While neural networks achieve statistically impressive results across large sample sizes, they are “individually unreliable” and often make mistakes humans would never make, such as classify a toothbrush as a baseball bat.

misclassification_darpa_web

Your results are only as good as your data

Neural networks fed inaccurate or incomplete data will simply produce the wrong results. The outcomes can be both embarrassing and damaging. In two major PR debacles, Google Images incorrectly classified African Americans as gorillas, while Microsoft’s Tay learned to spew racist, misogynistic hate speech after only hours training on Twitter.

Undesirable biases may even be implicit in our input data. Google’s massive Word2Vec embeddings are built off of 3 million words from Google News.  The data set makes associations such as “father is to doctor as mother is to nurse” which reflect gender bias in our language.

For example, researchers go to human ratings on Mechanical Turk to perform “hard de-biasing” to undo the associations. Such tactics are essential since word embeddings not only reflect stereotypes but can also amplify them. If the term “doctor” is more associated with men than women, then an algorithm might prioritise male job applicants over female job applicants for open physician positions.

Neural networks can be tricked or exploited

Ian Goodfellow, inventor of GANsshowed that neural networks can be deliberately tricked with adversarial examples. By mathematically manipulating an image in a way that is undetectable to the human eye, sophisticated attackers can trick neural networks into grossly misclassifying objects.

ian_goodfellow_adversarial_attacks

The dangers such adversarial attacks pose to AI systems are alarming, especially since adversarial images and original images seem identical to us. Self-driving cars could be hijacked with seemingly innocuous signage and secure systems could be compromised by data that initially appears normal.

Potential solutions

How can we overcome the limitations of deep learning and proceed towards general artificial intelligence? Chollet’s initial plan is using “super-human pattern recognition like deep learning to augment explicit search and formal systems”, starting with the field of mathematical proofs. Automated Theorem Provers (ATPs) typically use brute force search and quickly hit combinatorial explosions in practical use. In the DeepMath project, Chollet and his colleagues used deep learning to assist the proof search process, simulating a mathematician’s intuitions about what lemmas might be relevant.

Another approach is to develop more explainable models. In handwriting recognition, neural nets currently need to be trained on many thousand examples to perform decent classification. Instead of looking at just pixels, generative models can be taught the strokes behind any given character and use this physical construction information to disambiguate between similar numbers, such as a 9 or a 4.

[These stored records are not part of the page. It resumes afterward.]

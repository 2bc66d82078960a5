mod isochrone_builder;
mod isochrone_polygon;

pub use isochrone_builder::IsochroneBuilder;
pub use isochrone_polygon::IsochronePolygon;
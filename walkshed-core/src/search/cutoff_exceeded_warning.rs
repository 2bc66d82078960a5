use crate::model::VertexId;
use std::fmt::Display;
use std::time::Duration;

/// which circuit breaker interrupted a search
#[derive(Debug, Clone, Copy, PartialEq)]
pub enum BreakerReason {
    MaxSettled(usize),
    Timeout(Duration),
    Cancelled,
}

impl Display for BreakerReason {
    fn fmt(&self, f: &mut std::fmt::Formatter<'_>) -> std::fmt::Result {
        match self {
            BreakerReason::MaxSettled(n) => write!(f, "settled vertex limit of {n} reached"),
            BreakerReason::Timeout(d) => write!(f, "search deadline of {}ms reached", d.as_millis()),
            BreakerReason::Cancelled => write!(f, "search was cancelled"),
        }
    }
}

/// a search was aborted by its circuit breaker before the cost cutoff was
/// exhausted. this is not an error: the partial reachable set found so far
/// is kept alongside this warning.
#[derive(Debug, Clone, PartialEq)]
pub struct CutoffExceededWarning {
    pub source: VertexId,
    pub reason: BreakerReason,
    pub settled: usize,
    pub elapsed: Duration,
}

impl Display for CutoffExceededWarning {
    fn fmt(&self, f: &mut std::fmt::Formatter<'_>) -> std::fmt::Result {
        write!(
            f,
            "search from vertex {} stopped early after settling {} vertices in {}ms: {}",
            self.source,
            self.settled,
            self.elapsed.as_millis(),
            self.reason
        )
    }
}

Yann LeCun, AI boss of Facebook, proposes “energy-based models” as a method of overcoming limits in deep learning. Typically, a neural network is trained to produce a single output, such as an image label or sentence translation. LeCun’s energy-based models instead give an entire set of possible outputs, such as the many ways a sentence could be translated, along with scores for each configuration.

Geoffrey Hinton, called the “father of deep learning” wants to replace neurons in neural networks with “capsules” which he believes more accurately reflect the cortical structure in the human mind. Evolution must have found an efficient way to adapt features that are early in a sensory pathway so that they are more helpful to features that are several stages later in the pathway. He thinks capsule-based neural network architectures will be more resistant to the adversarial attacks.

Perhaps all of these approaches to overcoming the limits of deep learning have a value. Perhaps none of them do. Only time and continued investment in AI will tell. But one thing seems quite certain: it might be impossible to achieve general intelligence simply by scaling up today’s deep learning techniques.